People worry about technocratic escalations like increasing surveillance, digital IDs, central bank digital currencies etc, and rightly so; those measures do give the powerful a greater degree of power over the populace. But many incorrectly imagine that a future technocratic dystopia created by those measures would look a lot different from the dystopia we're in right now, and it simply would not. Those measures would be used to help keep this current system locked in place, not to create a new one.

People imagine totalitarian dystopia as some dark threat looming in the future because they don't understand how profoundly unfree we already are right now. They think we're free because we can choose what to buy at the supermarket and call the president "Brandon", but we're not. They imagine that our rulers have some grand conspiracy to create a dystopia where they can force us all to do as they wish, not realizing that we're already in a dystopia where we are doing exactly as they wish. It really can't be improved upon. They're just locking it in.

Seriously, think about it: what could the rulers of western society possibly extract from us that they're not already getting? There's no meaningful political opposition, no antiwar movement, no anti-capitalist movement, very little critical thought — they've got total control. Everything we do in this dystopia is designed to funnel profit into the coffers of the oligarchs and power into the hands of the imperialists, and all efforts to resist and change these funneling systems have been successfully quashed by mass-scale psychological manipulation.

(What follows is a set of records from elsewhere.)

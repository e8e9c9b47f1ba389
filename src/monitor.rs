//! Memory monitor command loop
//!
//! Entered once the last boot stage has handed over. Serves memory
//! peek/poke, checksummed block transfers and rate changes until the host
//! hands control to loaded code.

use core::convert::TryFrom;

use crate::crc32::crc32;
use crate::handoff::{Cpu, Handoff, Jump};
use crate::loader::set_baudrate;
use crate::memory::Memory;
use crate::protocol::{MonitorCommand, MODULE_CORE, MONITOR_SIGNATURE};
use crate::transport::{Transport, Uart};
use crate::Error;

/// What the monitor sends when it starts
#[derive(Copy, Clone, PartialEq, Debug)]
pub enum Announce {
    /// A fixed signature word
    Signature(u32),
    /// CRC-32 of the monitor's own resident image
    ImageCrc { start: u32, len: u32 },
}

#[derive(Copy, Clone, PartialEq, Debug)]
pub struct MonitorConfig {
    /// Expect a module selector byte ahead of each command
    pub module_select: bool,
    pub announce: Announce,
}

impl Default for MonitorConfig {
    fn default() -> Self {
        Self {
            module_select: true,
            announce: Announce::Signature(MONITOR_SIGNATURE),
        }
    }
}

pub struct Monitor<U, M, C, E> {
    transport: Transport<U, E>,
    memory: M,
    handoff: Handoff<C>,
    config: MonitorConfig,
}

impl<U, M, C, E> Monitor<U, M, C, E>
where
    U: Uart<E>,
    M: Memory,
    C: Cpu,
    E: core::fmt::Debug,
{
    pub fn new(transport: Transport<U, E>, memory: M, handoff: Handoff<C>, config: MonitorConfig) -> Self {
        Self { transport, memory, handoff, config }
    }

    /// Tell the host the monitor is up
    pub fn announce(&mut self) -> Result<(), Error<E>> {
        let word = match self.config.announce {
            Announce::Signature(s) => s,
            Announce::ImageCrc { start, len } => (0..len)
                .map(|i| self.memory.read_u8(start.wrapping_add(i)))
                .fold(0, crc32),
        };

        debug!("Monitor announced ({:08x})", word);

        self.transport.write_u32(word)
    }

    /// Receive and serve a single command.
    ///
    /// Returns the requested jump for `run` and `run-kernel`, the caller
    /// performs it.
    pub fn service(&mut self) -> Result<Option<Jump>, Error<E>> {
        if self.config.module_select {
            let module = self.transport.read_u8()?;
            if module != MODULE_CORE {
                trace!("Skipping module {:#04x}", module);
                return Ok(None);
            }
        }

        let command = match MonitorCommand::try_from(self.transport.read_u8()?) {
            Ok(c) => c,
            Err(e) => {
                trace!("Ignoring command {:#04x}", e.0);
                return Ok(None);
            }
        };

        trace!("Command {:?}", command);

        let t = &mut self.transport;
        let m = &mut self.memory;

        match command {
            MonitorCommand::Nop => (),
            MonitorCommand::SetBaudrate => {
                let rate = t.read_u32()?;
                set_baudrate(t, rate)?;
            }
            MonitorCommand::WriteU8 => {
                let addr = t.read_u32()?;
                m.write_u8(addr, t.read_u8()?);
            }
            MonitorCommand::WriteU16 => {
                let addr = t.read_u32()?;
                m.write_u16(addr, t.read_u16()?);
            }
            MonitorCommand::WriteU32 => {
                let addr = t.read_u32()?;
                m.write_u32(addr, t.read_u32()?);
            }
            MonitorCommand::ReadU8 => {
                let addr = t.read_u32()?;
                t.write_u8(m.read_u8(addr))?;
            }
            MonitorCommand::ReadU16 => {
                let addr = t.read_u32()?;
                t.write_u16(m.read_u16(addr))?;
            }
            MonitorCommand::ReadU32 => {
                let addr = t.read_u32()?;
                t.write_u32(m.read_u32(addr))?;
            }
            MonitorCommand::MemWrite => self.mem_write()?,
            MonitorCommand::MemRead => self.mem_read()?,
            MonitorCommand::Run => {
                let entry = t.read_u32()?;
                return Ok(Some(Jump::Plain { entry }));
            }
            MonitorCommand::RunKernel => {
                let entry = t.read_u32()?;
                let machine = t.read_u32()?;
                return Ok(Some(Jump::Kernel { entry, machine }));
            }
        }

        Ok(None)
    }

    /// Stream `size` bytes from the link to memory, reply with their CRC.
    ///
    /// A receive error still uses up its byte of the block, so the stream
    /// stays aligned. The error is returned after the CRC, which no longer
    /// matches the host's.
    fn mem_write(&mut self) -> Result<(), Error<E>> {
        let addr = self.transport.read_u32()?;
        let size = self.transport.read_u32()?;

        let mut crc = 0;
        let mut fault = None;
        for i in 0..size {
            match self.transport.read_u8() {
                Ok(b) => {
                    self.memory.write_u8(addr.wrapping_add(i), b);
                    crc = crc32(crc, b);
                }
                Err(e) => {
                    warn!("Receive error at byte {} of {}: {:?}", i, size, e);
                    if fault.is_none() {
                        fault = Some(e);
                    }
                }
            }
        }

        debug!("Wrote {} bytes at {:08x}, crc {:08x}", size, addr, crc);

        self.transport.write_u32(crc)?;

        match fault {
            Some(e) => Err(e),
            None => Ok(()),
        }
    }

    /// Stream `size` bytes from memory to the link, followed by their CRC
    fn mem_read(&mut self) -> Result<(), Error<E>> {
        let addr = self.transport.read_u32()?;
        let size = self.transport.read_u32()?;

        let mut crc = 0;
        for i in 0..size {
            let b = self.memory.read_u8(addr.wrapping_add(i));
            self.transport.write_u8(b)?;
            crc = crc32(crc, b);
        }

        debug!("Read {} bytes at {:08x}, crc {:08x}", size, addr, crc);

        self.transport.write_u32(crc)
    }

    /// Announce and serve commands until the host hands off. Does not return.
    pub fn run(mut self) -> ! {
        if let Err(e) = self.announce() {
            warn!("Announce failed: {:?}", e);
        }

        loop {
            match self.service() {
                Ok(Some(jump)) => self.handoff.execute(jump),
                Ok(None) => (),
                Err(e) => warn!("Monitor error: {:?}", e),
            }
        }
    }

    pub fn transport(&self) -> &Transport<U, E> {
        &self.transport
    }

    pub fn memory(&self) -> &M {
        &self.memory
    }

    pub fn memory_mut(&mut self) -> &mut M {
        &mut self.memory
    }
}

This totalitarian dystopia looks like freedom because they let us more or less do what we want, while controlling what it is that we want to do using mass-scale manipulation. They further bolster this by creating systems where what we do has little or no meaningful effect. Even if we had actual software in our brains that gave our rulers total and complete control over our minds, they'd have the masses think and behave in more or less the same way they do right now.

The primary weapon of our totalitarian rulers is not surveillance, police robots, digital IDs or CBDCs — their primary weapon is propaganda. The system of mass-scale psychological conditioning they've created is unlike anything that has ever existed in history. The ability to detect and suppress an emerging revolution is vastly inferior to the ability to use psychological conditioning to prevent people from even thinking about revolting in the first place. That's what real power looks like. That's total control.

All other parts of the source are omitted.